Narration et engagement
C’est avec une forme presque narrative que l’artiste dévoile un message fort, usant d’un symbolisme exacerbé, du jeu de trahison de l’image inspiré par René Magritte et Ceci n’est pas une pipe, et de la répétition conférant à son travail une richesse de réflexion inouïe. Laurent Elie Badessi propose un art engagé qui brusque la grandeur des États-Unis. Pousser le messianisme américain dans ses retranchements n’est pas une audace rare, mais American Dream soulève des idées avec une justesse et une habileté sibyllines.
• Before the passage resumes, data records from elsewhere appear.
//! Confirmation tracking for broadcast boost and sweep transactions
//!
//! Every pass loads the records with a `pending` leg, asks the status source
//! about each pending leg and writes back only real transitions:
//! `pending -> confirmed`, or `pending -> not_found` once the record is older
//! than the grace period. A leg that left `pending` is never queried again,
//! so `confirmed` is final.

use crate::config::TxStatusConfig;
use crate::error::{Error, Result};
use crate::store::{Boost, BoostUpdate, BroadcastStore, Network, Sweep, SweepUpdate, TxStatus};
use crate::supervisor::sleep_unless_cancelled;
use async_trait::async_trait;
use chrono::{DateTime, Utc};
use log::{debug, info, warn};
use std::collections::HashMap;
use std::sync::Arc;
use std::time::Duration;
use tokio_util::sync::CancellationToken;

/// External view of a transaction's confirmation state
#[async_trait]
pub trait TxStatusSource: Send + Sync {
    /// Must fail on any response it cannot interpret.
    async fn tx_status(&self, txid: &str, network: Network) -> Result<TxStatus>;
}

/// Esplora-compatible HTTP status source (mempool.space, blockstream.info)
pub struct EsploraStatusSource {
    client: reqwest::Client,
    endpoints: HashMap<Network, String>,
}

impl EsploraStatusSource {
    pub fn new(endpoints: HashMap<Network, String>) -> Result<Self> {
        let client = reqwest::Client::builder()
            .timeout(Duration::from_secs(30))
            .build()
            .map_err(|e| Error::InitializationError(format!("Failed to build HTTP client: {}", e)))?;
        Ok(Self { client, endpoints })
    }

    /// Public mempool.space endpoints for the main networks.
    pub fn default_endpoints() -> HashMap<Network, String> {
        HashMap::from([
            (Network::Mainnet, "https://mempool.space/api".to_string()),
            (Network::Testnet, "https://mempool.space/testnet/api".to_string()),
            (Network::Signet, "https://mempool.space/signet/api".to_string()),
        ])
    }
}

/// Interpret the body of `GET /tx/:txid/status`.
pub fn parse_esplora_status(body: &serde_json::Value) -> Result<TxStatus> {
    match body.get("confirmed").and_then(serde_json::Value::as_bool) {
        Some(true) => Ok(TxStatus::Confirmed),
        Some(false) => Ok(TxStatus::Pending),
        None => Err(Error::TxStatus(body.to_string())),
    }
}

#[async_trait]
impl TxStatusSource for EsploraStatusSource {
    async fn tx_status(&self, txid: &str, network: Network) -> Result<TxStatus> {
        let base = self
            .endpoints
            .get(&network)
            .ok_or_else(|| Error::ConfigError(format!("no status endpoint for {}", network)))?;
        let url = format!("{}/tx/{}/status", base.trim_end_matches('/'), txid);

        let resp = self.client.get(&url).send().await?;
        let status = resp.status();
        if status == reqwest::StatusCode::NOT_FOUND {
            return Ok(TxStatus::NotFound);
        }
        if !status.is_success() {
            return Err(Error::TxStatus(format!("{} returned {}", url, status)));
        }

        let text = resp.text().await?;
        let body: serde_json::Value =
            serde_json::from_str(&text).map_err(|_| Error::TxStatus(format!("{} returned {:?}", url, text)))?;
        parse_esplora_status(&body)
    }
}

/// New status for a leg, or `None` when nothing should be written.
pub fn resolve_leg(
    current: TxStatus,
    observed: TxStatus,
    age: chrono::Duration,
    grace: chrono::Duration,
) -> Option<TxStatus> {
    if current != TxStatus::Pending {
        return None;
    }
    match observed {
        TxStatus::Confirmed => Some(TxStatus::Confirmed),
        TxStatus::NotFound if age > grace => Some(TxStatus::NotFound),
        _ => None,
    }
}

/// What one pass found
#[derive(Debug, Clone, Copy, PartialEq, Eq)]
pub enum PassOutcome {
    /// Nothing was pending
    Idle,
    /// Pending records were checked; `updated` of them changed
    Processed { updated: usize },
}

pub struct TxStatusLoop {
    store: Arc<dyn BroadcastStore>,
    source: Arc<dyn TxStatusSource>,
    config: TxStatusConfig,
}

impl TxStatusLoop {
    pub fn new(store: Arc<dyn BroadcastStore>, source: Arc<dyn TxStatusSource>, config: TxStatusConfig) -> Self {
        Self { store, source, config }
    }

    /// Check every pending record once, boosts before sweeps.
    pub async fn run_once(&self, now: DateTime<Utc>) -> Result<PassOutcome> {
        let boosts = self.store.list_pending_boosts().await?;
        let sweeps = self.store.list_pending_sweeps().await?;
        if boosts.is_empty() && sweeps.is_empty() {
            return Ok(PassOutcome::Idle);
        }
        debug!("Checking {} boosts and {} sweeps", boosts.len(), sweeps.len());

        let mut updated = 0;
        for boost in &boosts {
            if self.check_boost(boost, now).await? {
                updated += 1;
            }
        }
        for sweep in &sweeps {
            if self.check_sweep(sweep, now).await? {
                updated += 1;
            }
        }
        Ok(PassOutcome::Processed { updated })
    }

    async fn check_leg(
        &self,
        txid: &str,
        current: TxStatus,
        network: Network,
        age: chrono::Duration,
    ) -> Result<Option<TxStatus>> {
        if current != TxStatus::Pending {
            return Ok(None);
        }
        let observed = self.source.tx_status(txid, network).await?;
        Ok(resolve_leg(current, observed, age, self.config.not_found_grace))
    }

    async fn check_boost(&self, boost: &Boost, now: DateTime<Utc>) -> Result<bool> {
        let age = now - boost.created_at;
        let update = BoostUpdate {
            commit_tx_status: self
                .check_leg(&boost.commit_txid, boost.commit_tx_status, boost.network, age)
                .await?,
            reveal_tx_status: self
                .check_leg(&boost.reveal_txid, boost.reveal_tx_status, boost.network, age)
                .await?,
        };
        if update.is_empty() {
            return Ok(false);
        }

        self.store.update_boost(boost.id, update).await?;
        info!(
            "Boost {} on {}: commit {:?} reveal {:?}",
            boost.id, boost.network, update.commit_tx_status, update.reveal_tx_status
        );
        Ok(true)
    }

    async fn check_sweep(&self, sweep: &Sweep, now: DateTime<Utc>) -> Result<bool> {
        let age = now - sweep.created_at;
        let Some(status) = self
            .check_leg(&sweep.txid, sweep.tx_status, sweep.network, age)
            .await?
        else {
            return Ok(false);
        };

        self.store
            .update_sweep(sweep.id, SweepUpdate { tx_status: Some(status) })
            .await?;
        info!("Sweep {} on {}: {}", sweep.id, sweep.network, status);
        Ok(true)
    }

    /// Run until `shutdown` is cancelled.
    pub async fn run(&self, shutdown: CancellationToken) {
        while !shutdown.is_cancelled() {
            match self.run_once(Utc::now()).await {
                Ok(PassOutcome::Idle) => sleep_unless_cancelled(self.config.idle_sleep, &shutdown).await,
                Ok(PassOutcome::Processed { updated }) => {
                    debug!("Status pass updated {} records", updated);
                    sleep_unless_cancelled(self.config.pass_sleep, &shutdown).await;
                }
                Err(err) => {
                    warn!(
                        "Transaction status pass failed: {}; retrying in {:?}",
                        err, self.config.error_backoff
                    );
                    sleep_unless_cancelled(self.config.error_backoff, &shutdown).await;
                }
            }
        }
        info!("Transaction status loop stopped");
    }
}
L’esthétisme est simple et percutant, le message clairement lisible et pourtant le concept est subtil et tout en substance. La froideur des portraits en contraste avec la plastique parfaite des sujets révèle le cynisme de ce constat tragique que dresse l’artiste. La réappropriation de ces portraits de vaillants soldats – portant sur leurs larges épaules toute la puissance de leur pays, et qui malgré eux sont le symbole d’une cécité ambiante – garantit réalisme et exégèse. C’est un paradoxe, le prisme d’une illusion. Il y a dans cette démonstration comme une ironie néanmoins guidée par une sincérité envers la thématique grave.
Un rêve déchu
Aucun lieu commun dans cet ensemble cohérent qui forme une unité indissociable, uniquement des mises en abîme, des réflexions que l’on effeuille, des évidences que tout un chacun sait passivement. L’artiste critique les limites d’un système, la tragédie de ces jeunes Américains qui partent servir leur nation en Irak, qui s’en vont vers l’abyme ou reviennent dans l’abandon de leur mère patrie, laissés seuls à leurs angoisses, leurs maux au milieu d’une société qui peine à reconnaître le sacrifice de leur sacerdoce. L’artiste dénonce le déni de cette tragédie par un grand nombre d’américains hypnotisés par tant de propagande servile pour l’armée. Le fait de la publicité et l’utilisation de la répétition rappelle ici l’emprunte du pop art, qui fut à sa manière une critique de la société américaine, une société de consommation ultramoderne qui aujourd’hui ne semble pas avoir retenu les leçons du passé, et répète l’histoire, reproduit sans humanité l’enfer de la guerre, prenant à partie ses propres citoyens. Derrière une apparence lisse, Laurent Elie Badessi donne à voir sans nulle violence, une réalité contemporaine où le rêve n’est pas celui qu’on croit. Il prend la mesure d’un mirage tragique qui se dessine encore et encore sur le nouveau continent, pique au vif un drame sournois et décrypte une imposture latente. Il pose la question de l’ambiguïté entre la réalité galvaudée et la vérité de la Liberté de la démocratie dans les sociétés occidentales et plus largement de la guerre que seul l’homme est capable de perpétrer.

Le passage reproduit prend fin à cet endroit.